Over the last couple of weeks, negotiations to avoid a full-blown trade war with China apparently collapsed, and both sides are ramping up retaliatory rhetoric. Back in Sep. 2018, it was becoming clearer that the denuclearization talks with North Korea were at a potential dead-end. At the same time, references to rare earths were appearing in headlines regarding trade negotiations with China. A little bird tapped me on the shoulder with a prescient reminder that North Korea is sitting on the largest known rare earths deposit on the planet and Rocket Man just happens to be China’s best friend on their southern border.
- Rare Earth Trade War as an Ultimate War Trigger – TraderStef, Sep. 2018
- North Korea nuclear summit ends abruptly with no deal – NBC News, Feb. 2019
- China Gears Up to Weaponize Rare Earths in Trade War – Bloomberg, May 29
- North Korea executes envoy to failed U.S. summit – Reuters, May 30
Pimco Sees ‘Age of Disruption’ in New Secular Outlook… “We have the riskiest credit market that we probably every had… people starting to come to a more realistic outlook about both the forward looking growth prospects, as well as the power of central banks’ to pump up asset prices.” – Bloomberg, May 29
On the morning of May 30, the Fed’s Vice Chair Richard Clarida opened the door to interest rate cuts if the economic outlook takes a turn for the worse. He emphasized that mounting risks, not just negative-leaning economic data, could be a trigger for the Fed to cut rates preemptively, as inflation remains below the central bank’s 2% target level.
- Business activity growth falters to three-year low – IHS Markit, May 23
- Fed Funds Futures Now Show Two Cuts Fully Priced In This Year – Bloomberg, May 31
On the evening of May 30, the POTUS announced that beginning on June 10, a 5% tariff will be imposed on all goods imported into the U.S. from Mexico, which will increase to 10% on July 1, 15% on Aug. 1, 20% on Sept. 1, and 25% on Oct. 1. The monthly increases will continue on schedule until Mexico takes immediate measures to stem the flood of illegal immigration across the southern U.S. border.
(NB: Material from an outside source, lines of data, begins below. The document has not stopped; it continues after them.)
//! Write Batch
//!
//! Atomic multi-key writes on top of the append path.
//!
//! ## Key Encoding
//! Every stored key is prefixed with the batch sequence number:
//! ```text
//! ┌───────────────────┬───────────────┐
//! │ seq_no (uvarint)  │   real key    │
//! └───────────────────┴───────────────┘
//! ```
//! `seq_no = 0` marks a plain (non-batch) write.
//!
//! ## Commit Protocol
//! 1. Take the engine write lock and allocate the next sequence number
//! 2. Append every staged record under that sequence number
//! 3. Append one `TxnFinished` record carrying the same sequence number
//! 4. Apply the staged records to the index
//!
//! Recovery only applies a batch's records once it has seen step 3, so a
//! crash before the marker leaves the whole batch invisible.

use std::collections::HashMap;

use bytes::{BufMut, BytesMut};
use parking_lot::Mutex;

use crate::config::WriteBatchOptions;
use crate::data::{decode_uvarint, encode_uvarint, LogRecord, LogRecordPos, LogRecordType};
use crate::engine::Engine;
use crate::error::{CaskError, Result};

/// Sequence number of writes that are not part of a batch
pub const NON_TRANSACTION_SEQ_NO: u64 = 0;

/// Key of the record that terminates a committed batch
pub const TXN_FIN_KEY: &[u8] = b"txn-fin";

/// Prefix `key` with `seq_no`
pub fn encode_key_with_seq(key: &[u8], seq_no: u64) -> Vec<u8> {
    let mut buf = BytesMut::with_capacity(10 + key.len());
    encode_uvarint(seq_no, &mut buf);
    buf.put_slice(key);
    buf.to_vec()
}

/// Split a stored key into (real key, seq_no)
pub fn parse_key_with_seq(key: &[u8]) -> Option<(Vec<u8>, u64)> {
    let (seq_no, n) = decode_uvarint(key)?;
    Some((key[n..].to_vec(), seq_no))
}

/// Staged writes that commit atomically
///
/// Dropping a batch without calling [`commit`](WriteBatch::commit)
/// discards it.
pub struct WriteBatch<'a> {
    engine: &'a Engine,
    options: WriteBatchOptions,
    /// Last staged write per key
    pending_writes: Mutex<HashMap<Vec<u8>, LogRecord>>,
}

impl Engine {
    /// Start a new write batch
    pub fn new_write_batch(&self, options: WriteBatchOptions) -> WriteBatch<'_> {
        WriteBatch {
            engine: self,
            options,
            pending_writes: Mutex::new(HashMap::new()),
        }
    }
}

impl WriteBatch<'_> {
    /// Stage a put
    pub fn put(&self, key: &[u8], value: &[u8]) -> Result<()> {
        if key.is_empty() {
            return Err(CaskError::KeyIsEmpty);
        }

        let record = LogRecord::normal(key.to_vec(), value.to_vec());
        self.pending_writes.lock().insert(key.to_vec(), record);
        Ok(())
    }

    /// Stage a delete
    ///
    /// Replaces any staged put for the key. Whether a tombstone is written
    /// is decided at commit, against the index as it is then.
    pub fn delete(&self, key: &[u8]) -> Result<()> {
        if key.is_empty() {
            return Err(CaskError::KeyIsEmpty);
        }

        let record = LogRecord::deleted(key.to_vec());
        self.pending_writes.lock().insert(key.to_vec(), record);
        Ok(())
    }

    /// Number of staged writes
    pub fn len(&self) -> usize {
        self.pending_writes.lock().len()
    }

    pub fn is_empty(&self) -> bool {
        self.pending_writes.lock().is_empty()
    }

    /// Write all staged records plus a finish marker, then update the index
    ///
    /// A staged delete of a key that is not indexed at commit time writes
    /// nothing. If nothing is left to write, no sequence number is used.
    pub fn commit(&self) -> Result<()> {
        let mut pending = self.pending_writes.lock();
        if pending.is_empty() {
            return Ok(());
        }
        if pending.len() > self.options.max_batch_num {
            return Err(CaskError::ExceedMaxBatchNum(self.options.max_batch_num));
        }

        let mut state = self.engine.state.write();

        let records: Vec<&LogRecord> = pending
            .values()
            .filter(|record| {
                record.rec_type != LogRecordType::Deleted
                    || self.engine.index.get(&record.key).is_some()
            })
            .collect();
        if records.is_empty() {
            drop(records);
            pending.clear();
            return Ok(());
        }

        state.seq_no += 1;
        let seq_no = state.seq_no;

        let mut positions: HashMap<Vec<u8>, LogRecordPos> = HashMap::with_capacity(records.len());
        for record in records {
            let stored = LogRecord {
                key: encode_key_with_seq(&record.key, seq_no),
                value: record.value.clone(),
                rec_type: record.rec_type,
            };
            let pos = self.engine.append_log_record(&mut state, &stored)?;
            positions.insert(record.key.clone(), pos);
        }

        let finished = LogRecord {
            key: encode_key_with_seq(TXN_FIN_KEY, seq_no),
            value: Vec::new(),
            rec_type: LogRecordType::TxnFinished,
        };
        self.engine.append_log_record(&mut state, &finished)?;

        if self.options.sync_writes {
            if let Some(active) = &state.active_file {
                active.sync()?;
            }
        }

        for (key, record) in pending.drain() {
            match (record.rec_type, positions.get(&key)) {
                (LogRecordType::Normal, Some(&pos)) => {
                    if !self.engine.index.put(key, pos) {
                        return Err(CaskError::IndexUpdateFailed);
                    }
                }
                (LogRecordType::Deleted, Some(_)) => {
                    self.engine.index.delete(&key);
                }
                _ => {}
            }
        }

        tracing::debug!(seq_no, "committed write batch");
        Ok(())
    }
}

#[cfg(test)]
mod tests {
    use super::*;

    #[test]
    fn test_key_with_seq_round_trip() {
        let encoded = encode_key_with_seq(b"user:1", 300);
        assert_eq!(encoded.len(), 2 + 6);
        assert_eq!(parse_key_with_seq(&encoded), Some((b"user:1".to_vec(), 300)));
    }

    #[test]
    fn test_non_transactional_prefix_is_one_byte() {
        let encoded = encode_key_with_seq(b"k", NON_TRANSACTION_SEQ_NO);
        assert_eq!(encoded, vec![0, b'k']);
    }

    #[test]
    fn test_parse_rejects_truncated_prefix() {
        assert_eq!(parse_key_with_seq(&[0x80]), None);
    }
}
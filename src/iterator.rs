//! Engine iterator
//!
//! Ordered traversal over the index with an optional key prefix and
//! direction. Values are resolved from the data files on demand, never
//! cached.

use crate::config::IteratorOptions;
use crate::engine::Engine;
use crate::error::{CaskError, Result};
use crate::index::IndexIterator;

/// Cursor over live keys, in key order
pub struct DbIterator<'a> {
    index_iter: Box<dyn IndexIterator>,
    engine: &'a Engine,
    options: IteratorOptions,
}

impl Engine {
    /// Create an iterator positioned at the first matching key
    pub fn iter(&self, options: IteratorOptions) -> DbIterator<'_> {
        let index_iter = self.index.iterator(options.reverse);
        let mut iter = DbIterator {
            index_iter,
            engine: self,
            options,
        };
        iter.rewind();
        iter
    }
}

impl DbIterator<'_> {
    /// Back to the first matching key
    pub fn rewind(&mut self) {
        self.index_iter.rewind();
        self.skip_to_next();
    }

    /// First matching key >= `key` (<= `key` when reversed)
    pub fn seek(&mut self, key: &[u8]) {
        self.index_iter.seek(key);
        self.skip_to_next();
    }

    /// Advance to the next matching key
    pub fn next(&mut self) {
        self.index_iter.next();
        self.skip_to_next();
    }

    pub fn valid(&self) -> bool {
        self.index_iter.valid()
    }

    /// Current key (`None` once exhausted)
    pub fn key(&self) -> Option<&[u8]> {
        self.index_iter.key()
    }

    /// Read the current value from disk
    pub fn value(&self) -> Result<Vec<u8>> {
        let pos = self.index_iter.value().ok_or(CaskError::KeyNotFound)?;
        let state = self.engine.state.read();
        Engine::value_at(&state, &pos)
    }

    /// Release the underlying index iterator
    pub fn close(mut self) {
        self.index_iter.close();
    }

    fn skip_to_next(&mut self) {
        if self.options.prefix.is_empty() {
            return;
        }
        while let Some(key) = self.index_iter.key() {
            if key.starts_with(&self.options.prefix) {
                break;
            }
            self.index_iter.next();
        }
    }
}
//! Snapshot index iterator
//!
//! Copies (key, position) pairs out of the index at construction time, so
//! later index mutations never affect an open iterator.

use crate::data::LogRecordPos;

use super::IndexIterator;

/// Iterator over a point-in-time copy of the index
pub struct SnapshotIterator {
    /// Entries in iteration order (descending when reversed)
    items: Vec<(Vec<u8>, LogRecordPos)>,
    cursor: usize,
    reverse: bool,
}

impl SnapshotIterator {
    /// `items` must be sorted ascending by key
    pub fn new(mut items: Vec<(Vec<u8>, LogRecordPos)>, reverse: bool) -> Self {
        if reverse {
            items.reverse();
        }
        Self {
            items,
            cursor: 0,
            reverse,
        }
    }
}

impl IndexIterator for SnapshotIterator {
    fn rewind(&mut self) {
        self.cursor = 0;
    }

    fn seek(&mut self, key: &[u8]) {
        self.cursor = if self.reverse {
            self.items.partition_point(|(k, _)| k.as_slice() > key)
        } else {
            self.items.partition_point(|(k, _)| k.as_slice() < key)
        };
    }

    fn next(&mut self) {
        if self.cursor < self.items.len() {
            self.cursor += 1;
        }
    }

    fn valid(&self) -> bool {
        self.cursor < self.items.len()
    }

    fn key(&self) -> Option<&[u8]> {
        self.items.get(self.cursor).map(|(k, _)| k.as_slice())
    }

    fn value(&self) -> Option<LogRecordPos> {
        self.items.get(self.cursor).map(|(_, pos)| *pos)
    }

    fn close(&mut self) {
        self.items.clear();
        self.cursor = 0;
    }
}
//! # CaskKV
//!
//! An embedded, single-process key-value storage engine on the bitcask model:
//! - Values are appended to immutable log files
//! - A fully in-memory index maps each key to its latest on-disk position
//! - Crash recovery rebuilds the index by replaying the log
//! - Atomic write batches via sequence-numbered records
//! - Merge reclaims space and emits a hint file for fast startup
//!
//! ## Architecture Overview
//!
//! ```text
//! ┌─────────────────────────────────────────────────────────────┐
//! │                         Engine                              │
//! │      put / delete / get / fold / iter / WriteBatch          │
//! └───────────────┬──────────────────────────────┬──────────────┘
//!                 │ append                       │ lookup
//!                 ▼                              ▼
//!   ┌───────────────────────────┐      ┌───────────────────┐
//!   │  Data Files               │      │      Index        │
//!   │  (1 active + N older)     │◄─────┤  key -> (fid,off) │
//!   └─────────────┬─────────────┘      └───────────────────┘
//!                 │ merge
//!                 ▼
//!   ┌───────────────────────────┐
//!   │  {dir}-merge/             │
//!   │  data + hint + finished   │
//!   └───────────────────────────┘
//! ```
//!
//! ## Example
//!
//! ```rust,no_run
//! use caskkv::{Config, Engine};
//!
//! let engine = Engine::open(Config::builder().dir_path("/tmp/caskkv").build()).unwrap();
//! engine.put(b"name", b"bitcask").unwrap();
//! assert_eq!(engine.get(b"name").unwrap(), b"bitcask".to_vec());
//! ```

// =============================================================================
// Module Declarations
// =============================================================================

pub mod config;
pub mod error;

pub mod batch;
pub mod data;
pub mod engine;
pub mod fio;
pub mod index;
pub mod iterator;
pub mod merge;

// =============================================================================
// Public API Re-exports
// =============================================================================

pub use batch::WriteBatch;
pub use config::{Config, IndexType, IteratorOptions, WriteBatchOptions};
pub use engine::Engine;
pub use error::{CaskError, Result};
pub use iterator::DbIterator;

// =============================================================================
// Version Info
// =============================================================================

/// Current version of CaskKV
pub const VERSION: &str = env!("CARGO_PKG_VERSION");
“Mexico is the United States third largest trade partner not far behind China and Canada. To put further context on the amount of trade between the U.S. and Mexico, the combined trade of Japan, Germany, and South Korea with the U.S. is less than that with Mexico.” – Michael Lebowitz, May 31
The POTUS has shaken up world trade with tariffs and threats of tariffs on several countries to bring fair trade back to the negotiating table. The announcement about Mexico appears to have surprised the financial markets, but the POTUS has hinted at imposing tariffs on Mexico for at least two months.
- Trump Threatens Car Tariffs on Mexico – Bloomberg, Apr. 4
- Trump threatens swift but vague action against Mexico – Politico, May 21
- Mexico says will not retaliate against tariffs until its more serious – CNBC, May 31
Gold responded first to Clarida’s speech on May 30, then decisively on May 31 due to tariffs imposed on Mexico. Before moving on to a technical analysis on gold, there are a few salient points to be made about gold’s fundamentals. To view a larger version of any graph or chart, right-click on it and choose your “view image” option.
Central bank binge buying fuels red-hot gold demand: WGC… “Strategic buying by central banks helped push global gold demand up 7% in the first quarter of 2019, 68% more than a year earlier and follows purchases of 651.5 tonnes in 2018, which was the most in any year since 1967.” – Reuters, May 2
Central Banks Are Ditching the Dollar for Gold… “First-quarter gold purchases by central banks, led by Russia and China, were the highest since 2013 as countries diversify their assets away from the U.S. dollar.” – Bloomberg, May 2
Gold reserves of major gold companies have declined 26% since 2012 and are below 2007 levels.
Incrementum’s 2019 “In Gold We Trust Report” is a must-see chart-fest for gold savvies.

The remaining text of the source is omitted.